Using the records below, output the stretch that opens with the line containing "pub fn is_zero(&self)" and closes with the line containing "pub fn square(&self)", exactly and including both lines, with nothing more.

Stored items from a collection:
——
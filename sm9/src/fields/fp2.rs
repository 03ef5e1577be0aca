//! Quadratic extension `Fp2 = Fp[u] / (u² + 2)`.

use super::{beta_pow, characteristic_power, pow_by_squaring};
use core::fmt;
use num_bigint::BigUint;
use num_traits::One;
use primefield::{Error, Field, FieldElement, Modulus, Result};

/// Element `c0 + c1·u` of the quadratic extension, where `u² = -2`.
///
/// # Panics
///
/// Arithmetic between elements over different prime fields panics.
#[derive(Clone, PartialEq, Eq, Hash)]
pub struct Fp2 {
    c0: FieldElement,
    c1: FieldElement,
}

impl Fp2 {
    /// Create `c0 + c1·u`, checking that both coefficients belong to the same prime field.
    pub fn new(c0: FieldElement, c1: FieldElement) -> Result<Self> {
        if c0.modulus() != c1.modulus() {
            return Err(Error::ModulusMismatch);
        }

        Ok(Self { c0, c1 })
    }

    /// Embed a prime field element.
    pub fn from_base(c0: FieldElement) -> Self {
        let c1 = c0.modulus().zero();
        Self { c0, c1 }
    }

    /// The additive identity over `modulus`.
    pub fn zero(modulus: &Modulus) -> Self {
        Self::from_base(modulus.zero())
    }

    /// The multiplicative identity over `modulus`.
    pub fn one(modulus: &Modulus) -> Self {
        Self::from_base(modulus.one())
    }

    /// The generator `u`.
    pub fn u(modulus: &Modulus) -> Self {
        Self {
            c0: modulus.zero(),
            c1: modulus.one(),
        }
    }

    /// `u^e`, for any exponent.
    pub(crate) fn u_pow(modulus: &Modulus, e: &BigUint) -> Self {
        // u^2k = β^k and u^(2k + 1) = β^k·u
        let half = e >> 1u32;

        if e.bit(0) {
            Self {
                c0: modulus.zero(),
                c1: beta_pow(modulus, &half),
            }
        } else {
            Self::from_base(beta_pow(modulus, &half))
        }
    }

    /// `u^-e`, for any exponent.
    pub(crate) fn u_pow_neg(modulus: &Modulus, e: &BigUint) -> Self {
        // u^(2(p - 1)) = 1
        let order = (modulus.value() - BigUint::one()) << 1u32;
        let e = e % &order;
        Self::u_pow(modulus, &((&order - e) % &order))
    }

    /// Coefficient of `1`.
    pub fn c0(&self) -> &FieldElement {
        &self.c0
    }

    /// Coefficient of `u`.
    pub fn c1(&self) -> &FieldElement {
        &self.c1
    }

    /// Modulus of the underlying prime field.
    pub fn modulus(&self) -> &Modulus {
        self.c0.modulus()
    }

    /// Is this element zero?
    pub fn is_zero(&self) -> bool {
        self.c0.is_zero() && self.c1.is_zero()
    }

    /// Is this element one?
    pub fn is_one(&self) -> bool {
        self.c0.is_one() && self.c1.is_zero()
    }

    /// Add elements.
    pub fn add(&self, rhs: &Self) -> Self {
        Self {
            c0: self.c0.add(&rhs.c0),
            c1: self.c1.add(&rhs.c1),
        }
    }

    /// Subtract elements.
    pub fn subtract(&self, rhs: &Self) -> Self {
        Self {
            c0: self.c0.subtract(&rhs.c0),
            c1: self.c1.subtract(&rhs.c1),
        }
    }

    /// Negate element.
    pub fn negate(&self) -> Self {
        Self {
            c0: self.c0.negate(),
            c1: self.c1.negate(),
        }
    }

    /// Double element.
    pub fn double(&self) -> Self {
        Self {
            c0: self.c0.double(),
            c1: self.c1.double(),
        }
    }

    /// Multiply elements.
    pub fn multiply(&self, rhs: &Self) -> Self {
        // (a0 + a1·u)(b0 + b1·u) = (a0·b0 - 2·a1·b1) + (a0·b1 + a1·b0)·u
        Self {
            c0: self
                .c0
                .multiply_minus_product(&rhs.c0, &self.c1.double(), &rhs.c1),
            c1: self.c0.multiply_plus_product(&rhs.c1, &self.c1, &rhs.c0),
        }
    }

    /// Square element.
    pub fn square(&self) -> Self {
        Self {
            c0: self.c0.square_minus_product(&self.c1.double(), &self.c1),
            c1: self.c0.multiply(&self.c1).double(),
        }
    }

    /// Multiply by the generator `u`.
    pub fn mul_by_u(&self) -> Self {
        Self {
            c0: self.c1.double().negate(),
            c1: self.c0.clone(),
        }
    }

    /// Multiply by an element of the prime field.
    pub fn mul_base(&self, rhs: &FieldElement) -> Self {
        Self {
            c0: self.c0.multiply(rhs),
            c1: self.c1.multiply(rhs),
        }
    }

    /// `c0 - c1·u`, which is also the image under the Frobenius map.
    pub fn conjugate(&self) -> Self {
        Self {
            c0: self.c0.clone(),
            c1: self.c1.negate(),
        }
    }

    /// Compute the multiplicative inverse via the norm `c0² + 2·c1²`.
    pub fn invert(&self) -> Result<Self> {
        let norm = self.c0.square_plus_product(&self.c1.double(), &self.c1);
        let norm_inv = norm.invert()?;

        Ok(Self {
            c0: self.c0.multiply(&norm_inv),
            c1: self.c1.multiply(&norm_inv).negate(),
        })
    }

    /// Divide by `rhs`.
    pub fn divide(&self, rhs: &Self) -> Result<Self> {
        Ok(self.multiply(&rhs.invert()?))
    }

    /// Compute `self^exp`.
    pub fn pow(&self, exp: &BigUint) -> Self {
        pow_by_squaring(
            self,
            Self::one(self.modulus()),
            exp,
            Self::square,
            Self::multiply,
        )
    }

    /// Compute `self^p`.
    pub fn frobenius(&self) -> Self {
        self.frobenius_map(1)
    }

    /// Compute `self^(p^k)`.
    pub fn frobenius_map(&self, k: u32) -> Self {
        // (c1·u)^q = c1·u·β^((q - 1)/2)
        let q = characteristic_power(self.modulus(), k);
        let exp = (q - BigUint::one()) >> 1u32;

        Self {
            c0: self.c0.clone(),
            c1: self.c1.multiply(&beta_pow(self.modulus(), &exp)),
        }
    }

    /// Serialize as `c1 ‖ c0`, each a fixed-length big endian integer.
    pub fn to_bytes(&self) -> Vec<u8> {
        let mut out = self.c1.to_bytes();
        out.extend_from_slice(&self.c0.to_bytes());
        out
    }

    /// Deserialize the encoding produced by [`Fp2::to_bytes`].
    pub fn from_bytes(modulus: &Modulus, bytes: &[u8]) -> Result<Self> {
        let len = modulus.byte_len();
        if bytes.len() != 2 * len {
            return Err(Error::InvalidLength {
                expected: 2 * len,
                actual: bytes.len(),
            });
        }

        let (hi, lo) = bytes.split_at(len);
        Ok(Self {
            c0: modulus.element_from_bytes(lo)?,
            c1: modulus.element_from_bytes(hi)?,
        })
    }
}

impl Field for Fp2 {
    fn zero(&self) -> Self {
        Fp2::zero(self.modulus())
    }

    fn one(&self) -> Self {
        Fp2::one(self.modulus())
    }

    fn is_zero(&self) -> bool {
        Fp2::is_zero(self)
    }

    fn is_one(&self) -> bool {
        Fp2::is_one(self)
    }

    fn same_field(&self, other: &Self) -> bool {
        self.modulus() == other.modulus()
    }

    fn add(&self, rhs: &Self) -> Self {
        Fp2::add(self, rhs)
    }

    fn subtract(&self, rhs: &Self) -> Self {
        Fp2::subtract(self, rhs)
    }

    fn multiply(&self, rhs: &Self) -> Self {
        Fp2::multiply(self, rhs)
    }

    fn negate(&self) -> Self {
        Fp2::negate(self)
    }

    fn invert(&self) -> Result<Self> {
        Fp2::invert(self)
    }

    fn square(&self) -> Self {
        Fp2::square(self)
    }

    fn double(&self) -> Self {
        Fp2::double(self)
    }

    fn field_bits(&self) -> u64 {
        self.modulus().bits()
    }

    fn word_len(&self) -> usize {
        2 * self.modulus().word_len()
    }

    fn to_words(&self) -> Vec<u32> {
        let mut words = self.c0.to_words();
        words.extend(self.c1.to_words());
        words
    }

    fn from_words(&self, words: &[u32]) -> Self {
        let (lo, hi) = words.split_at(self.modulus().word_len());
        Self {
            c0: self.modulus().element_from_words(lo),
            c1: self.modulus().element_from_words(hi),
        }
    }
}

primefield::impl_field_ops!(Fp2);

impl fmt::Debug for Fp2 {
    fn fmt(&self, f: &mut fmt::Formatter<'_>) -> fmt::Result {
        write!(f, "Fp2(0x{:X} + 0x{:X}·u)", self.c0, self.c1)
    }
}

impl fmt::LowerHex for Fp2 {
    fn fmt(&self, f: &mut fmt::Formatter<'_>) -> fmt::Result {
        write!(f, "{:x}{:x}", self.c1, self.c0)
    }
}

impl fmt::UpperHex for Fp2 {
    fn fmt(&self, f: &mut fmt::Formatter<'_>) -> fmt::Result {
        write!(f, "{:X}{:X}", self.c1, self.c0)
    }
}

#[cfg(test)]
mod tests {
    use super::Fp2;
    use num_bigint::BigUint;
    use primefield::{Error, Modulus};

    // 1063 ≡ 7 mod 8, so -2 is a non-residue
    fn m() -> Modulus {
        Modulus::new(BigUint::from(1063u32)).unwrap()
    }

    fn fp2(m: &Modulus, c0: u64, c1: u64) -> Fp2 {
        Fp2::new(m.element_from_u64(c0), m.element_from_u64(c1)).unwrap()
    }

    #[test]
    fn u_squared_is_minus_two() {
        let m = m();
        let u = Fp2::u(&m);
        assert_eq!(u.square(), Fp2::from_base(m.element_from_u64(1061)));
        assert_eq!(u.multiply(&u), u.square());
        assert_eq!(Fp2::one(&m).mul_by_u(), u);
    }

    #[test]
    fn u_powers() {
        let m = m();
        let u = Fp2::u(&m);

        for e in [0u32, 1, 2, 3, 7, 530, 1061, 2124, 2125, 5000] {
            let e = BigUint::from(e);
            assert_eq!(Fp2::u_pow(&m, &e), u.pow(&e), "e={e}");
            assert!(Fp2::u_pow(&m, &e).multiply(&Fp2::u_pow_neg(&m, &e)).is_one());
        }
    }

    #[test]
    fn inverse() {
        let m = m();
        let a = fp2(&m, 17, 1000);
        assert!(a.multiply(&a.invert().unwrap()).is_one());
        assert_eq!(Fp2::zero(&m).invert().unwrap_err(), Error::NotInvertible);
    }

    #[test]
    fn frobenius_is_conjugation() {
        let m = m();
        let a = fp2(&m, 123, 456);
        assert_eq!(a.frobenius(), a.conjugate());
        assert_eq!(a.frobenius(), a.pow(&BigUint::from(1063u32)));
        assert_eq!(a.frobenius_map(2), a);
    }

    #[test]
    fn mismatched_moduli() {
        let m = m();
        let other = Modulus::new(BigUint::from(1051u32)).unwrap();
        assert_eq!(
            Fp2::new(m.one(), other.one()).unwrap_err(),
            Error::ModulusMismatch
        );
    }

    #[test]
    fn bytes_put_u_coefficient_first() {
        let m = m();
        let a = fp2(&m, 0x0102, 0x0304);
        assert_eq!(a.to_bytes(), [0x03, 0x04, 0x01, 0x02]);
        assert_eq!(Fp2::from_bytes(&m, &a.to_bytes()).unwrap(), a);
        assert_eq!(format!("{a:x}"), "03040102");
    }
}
——
▸ **FINISHED TASK**:
    pub fn is_zero(&self) -> bool {
        self.c0.is_zero() && self.c1.is_zero()
    }

    /// Is this element one?
    pub fn is_one(&self) -> bool {
        self.c0.is_one() && self.c1.is_zero()
    }

    /// Add elements.
    pub fn add(&self, rhs: &Self) -> Self {
        Self {
            c0: self.c0.add(&rhs.c0),
            c1: self.c1.add(&rhs.c1),
        }
    }

    /// Subtract elements.
    pub fn subtract(&self, rhs: &Self) -> Self {
        Self {
            c0: self.c0.subtract(&rhs.c0),
            c1: self.c1.subtract(&rhs.c1),
        }
    }

    /// Negate element.
    pub fn negate(&self) -> Self {
        Self {
            c0: self.c0.negate(),
            c1: self.c1.negate(),
        }
    }

    /// Double element.
    pub fn double(&self) -> Self {
        Self {
            c0: self.c0.double(),
            c1: self.c1.double(),
        }
    }

    /// Multiply elements.
    pub fn multiply(&self, rhs: &Self) -> Self {
        // (a0 + a1·u)(b0 + b1·u) = (a0·b0 - 2·a1·b1) + (a0·b1 + a1·b0)·u
        Self {
            c0: self
                .c0
                .multiply_minus_product(&rhs.c0, &self.c1.double(), &rhs.c1),
            c1: self.c0.multiply_plus_product(&rhs.c1, &self.c1, &rhs.c0),
        }
    }

    /// Square element.
    pub fn square(&self) -> Self {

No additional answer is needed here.